Work to be completed:
Exact output of all the records is required.

[Saved data entries]
------------------------------------------------------------
//! Redis-compatible cache backend (Redis, KeyDB, Valkey)

use super::backend::{CacheBackend, CacheError};
use async_trait::async_trait;
use redis::aio::ConnectionManager;
use redis::{Client, IntoConnectionInfo, RedisError};
use std::time::Duration;

/// Keys fetched per `SCAN` round trip
const SCAN_BATCH: usize = 500;

/// Reconnect backoff: `factor * base^attempt` milliseconds, `RETRIES` attempts
const BACKOFF_BASE: u64 = 2;
const BACKOFF_FACTOR_MS: u64 = 100;
const RETRIES: usize = 2;

/// Shared cache on a Redis-compatible server
///
/// `set_if_absent` is a single `SET NX PX`, so concurrent writers of one key
/// cannot overwrite each other. Namespace deletion walks the keyspace with
/// `SCAN MATCH` and deletes each batch.
#[derive(Clone)]
pub struct RedisCache {
    conn: ConnectionManager,
}

impl RedisCache {
    /// Connect to `addr` (`host:port` or a `redis://` URL)
    pub async fn connect(addr: &str, password: Option<&str>) -> Result<Self, CacheError> {
        let url = if addr.contains("://") {
            addr.to_string()
        } else {
            format!("redis://{}", addr)
        };
        let mut info = url.as_str().into_connection_info().map_err(map_error)?;
        if let Some(password) = password.filter(|p| !p.is_empty()) {
            info.redis.password = Some(password.to_string());
        }

        let client = Client::open(info).map_err(map_error)?;
        let conn =
            ConnectionManager::new_with_backoff(client, BACKOFF_BASE, BACKOFF_FACTOR_MS, RETRIES)
                .await
                .map_err(map_error)?;
        tracing::info!("Connected to Redis cache at {}", addr);
        Ok(Self { conn })
    }
}

#[async_trait]
impl CacheBackend for RedisCache {
    async fn get(&self, key: &str) -> Result<Option<Vec<u8>>, CacheError> {
        let mut conn = self.conn.clone();
        redis::cmd("GET")
            .arg(key)
            .query_async::<_, Option<Vec<u8>>>(&mut conn)
            .await
            .map_err(map_error)
    }

    async fn set_if_absent(
        &self,
        key: &str,
        value: Vec<u8>,
        ttl: Duration,
    ) -> Result<bool, CacheError> {
        let ttl_ms = u64::try_from(ttl.as_millis()).unwrap_or(u64::MAX).max(1);
        let mut conn = self.conn.clone();
        let reply = redis::cmd("SET")
            .arg(key)
            .arg(value)
            .arg("NX")
            .arg("PX")
            .arg(ttl_ms)
            .query_async::<_, Option<String>>(&mut conn)
            .await
            .map_err(map_error)?;
        Ok(reply.is_some())
    }

    async fn delete_prefix(&self, prefix: &str) -> Result<usize, CacheError> {
        let pattern = format!("{}*", escape_pattern(prefix));
        let mut conn = self.conn.clone();
        let mut cursor: u64 = 0;
        let mut deleted = 0;
        loop {
            let (next, keys): (u64, Vec<String>) = redis::cmd("SCAN")
                .arg(cursor)
                .arg("MATCH")
                .arg(&pattern)
                .arg("COUNT")
                .arg(SCAN_BATCH)
                .query_async(&mut conn)
                .await
                .map_err(map_error)?;
            if !keys.is_empty() {
                let removed: usize = redis::cmd("DEL")
                    .arg(&keys)
                    .query_async(&mut conn)
                    .await
                    .map_err(map_error)?;
                deleted += removed;
            }
            if next == 0 {
                break;
            }
            cursor = next;
        }
        Ok(deleted)
    }
}

/// Escape glob metacharacters so the prefix matches literally
fn escape_pattern(prefix: &str) -> String {
    let mut escaped = String::with_capacity(prefix.len());
    for c in prefix.chars() {
        if matches!(c, '*' | '?' | '[' | ']' | '\\') {
            escaped.push('\\');
        }
        escaped.push(c);
    }
    escaped
}

fn map_error(err: RedisError) -> CacheError {
    if err.is_io_error() || err.is_connection_dropped() || err.is_timeout() {
        CacheError::Unavailable(err.to_string())
    } else {
        CacheError::Backend(err.to_string())
    }
}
------------------------------------------------------------
Solution:
//! Redis-compatible cache backend (Redis, KeyDB, Valkey)

use super::backend::{CacheBackend, CacheError};
use async_trait::async_trait;
use redis::aio::ConnectionManager;
use redis::{Client, IntoConnectionInfo, RedisError};
use std::time::Duration;

/// Keys fetched per `SCAN` round trip
const SCAN_BATCH: usize = 500;

/// Reconnect backoff: `factor * base^attempt` milliseconds, `RETRIES` attempts
const BACKOFF_BASE: u64 = 2;
const BACKOFF_FACTOR_MS: u64 = 100;
const RETRIES: usize = 2;

/// Shared cache on a Redis-compatible server
///
/// `set_if_absent` is a single `SET NX PX`, so concurrent writers of one key
/// cannot overwrite each other. Namespace deletion walks the keyspace with
/// `SCAN MATCH` and deletes each batch.
#[derive(Clone)]
pub struct RedisCache {
    conn: ConnectionManager,
}

impl RedisCache {
    /// Connect to `addr` (`host:port` or a `redis://` URL)
    pub async fn connect(addr: &str, password: Option<&str>) -> Result<Self, CacheError> {
        let url = if addr.contains("://") {
            addr.to_string()
        } else {
            format!("redis://{}", addr)
        };
        let mut info = url.as_str().into_connection_info().map_err(map_error)?;
        if let Some(password) = password.filter(|p| !p.is_empty()) {
            info.redis.password = Some(password.to_string());
        }

        let client = Client::open(info).map_err(map_error)?;
        let conn =
            ConnectionManager::new_with_backoff(client, BACKOFF_BASE, BACKOFF_FACTOR_MS, RETRIES)
                .await
                .map_err(map_error)?;
        tracing::info!("Connected to Redis cache at {}", addr);
        Ok(Self { conn })
    }
}

#[async_trait]
impl CacheBackend for RedisCache {
    async fn get(&self, key: &str) -> Result<Option<Vec<u8>>, CacheError> {
        let mut conn = self.conn.clone();
        redis::cmd("GET")
            .arg(key)
            .query_async::<_, Option<Vec<u8>>>(&mut conn)
            .await
            .map_err(map_error)
    }

    async fn set_if_absent(
        &self,
        key: &str,
        value: Vec<u8>,
        ttl: Duration,
    ) -> Result<bool, CacheError> {
        let ttl_ms = u64::try_from(ttl.as_millis()).unwrap_or(u64::MAX).max(1);
        let mut conn = self.conn.clone();
        let reply = redis::cmd("SET")
            .arg(key)
            .arg(value)
            .arg("NX")
            .arg("PX")
            .arg(ttl_ms)
            .query_async::<_, Option<String>>(&mut conn)
            .await
            .map_err(map_error)?;
        Ok(reply.is_some())
    }

    async fn delete_prefix(&self, prefix: &str) -> Result<usize, CacheError> {
        let pattern = format!("{}*", escape_pattern(prefix));
        let mut conn = self.conn.clone();
        let mut cursor: u64 = 0;
        let mut deleted = 0;
        loop {
            let (next, keys): (u64, Vec<String>) = redis::cmd("SCAN")
                .arg(cursor)
                .arg("MATCH")
                .arg(&pattern)
                .arg("COUNT")
                .arg(SCAN_BATCH)
                .query_async(&mut conn)
                .await
                .map_err(map_error)?;
            if !keys.is_empty() {
                let removed: usize = redis::cmd("DEL")
                    .arg(&keys)
                    .query_async(&mut conn)
                    .await
                    .map_err(map_error)?;
                deleted += removed;
            }
            if next == 0 {
                break;
            }
            cursor = next;
        }
        Ok(deleted)
    }
}

/// Escape glob metacharacters so the prefix matches literally
fn escape_pattern(prefix: &str) -> String {
    let mut escaped = String::with_capacity(prefix.len());
    for c in prefix.chars() {
        if matches!(c, '*' | '?' | '[' | ']' | '\\') {
            escaped.push('\\');
        }
        escaped.push(c);
    }
    escaped
}

fn map_error(err: RedisError) -> CacheError {
    if err.is_io_error() || err.is_connection_dropped() || err.is_timeout() {
        CacheError::Unavailable(err.to_string())
    } else {
        CacheError::Backend(err.to_string())
    }
}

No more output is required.